- O pastor Zé Bruno criticou a elitização do ministério pastoral, dizendo que estruturas corporativas criam distanciamento entre líderes e fiéis.
- Ele questionou espaços reservados para líderes, como salinhas e camarins, e criticou o tratamento diferenciado aos pastores.
- Zé Bruno afirmou que o pastor deve viver de forma integrada à comunidade e buscar agir como os demais membros.
- Em sua fala, ele citou a ideia de que “a mesa do pastor não tem rixô” e alertou contra lideranças privilegiadas.
- O pastor reconheceu que seu posicionamento provoca reações nas redes, mas disse buscar simplicidade e coerência na vida cristã.
O pastor Zé Bruno, conhecido por atuar na banda Resgate e na igreja Casa da Rocha, voltou a despertar repercussão entre evangélicos após proferir críticas à organização da liderança nas igrejas. Em palestra, ele abordou a chamada elitização do ministério e a distância entre líderes e fiéis.
Bruno questionou espaços reservados para líderes, como camarins e salas exclusivas, dizendo não ter tais recursos. Ele também criticou práticas que, segundo ele, reforçam tratamento diferenciado a pastores e acabam estimulando a adesão por favoritismo.

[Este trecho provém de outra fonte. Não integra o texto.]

use chrono::{NaiveDate, NaiveDateTime, NaiveTime};
use serde::{Deserialize, Serialize};

/// Employee-submitted correction of a missing or wrong check-out.
#[derive(Debug, Clone, Serialize, Deserialize, sqlx::FromRow)]
pub struct Regularization {
    pub id: u64,
    pub employee_id: u64,
    pub date: NaiveDate,
    pub check_out_time: NaiveTime,
    pub reason: Option<String>,
    pub status: String,
    pub reviewed_by: Option<String>,
    pub created_at: NaiveDateTime,
}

Segundo o pastor, a função pastoral deve ocorrer de forma integrada à comunidade. Em relato sobre a rotina ministerial, afirmou buscar agir como os demais membros, sem hierarquias que criem distorções no convívio. As declarações foram registradas por veículos de apuração religiosa.
Bruno descreveu o atual cenário das igrejas como um “empreendimento da fé”, onde estruturas institucionais ganham peso em relação à vivência prática do evangelho. Ele disse reconhecer as reações que seu posicionamento provoca nas redes sociais, mas manteve o compromisso com suas convicções.
A mudança de tom gerou debates entre ouvintes e lideranças. O pastor afirmou que a mensagem busca promover simplicidade e coerência na vida cristã, sem desconsiderar a importância da missão pastoral. O conteúdo circula em blogs e sites de cobertura religiosa.
Importa ressaltar que as críticas se concentram na relação entre estruturas organizacionais e o dia a dia da comunidade, não em pessoas específicas. A repercussão segue acompanhando desdobramentos e posicionamentos de diferentes grupos dentro do meio evangélico.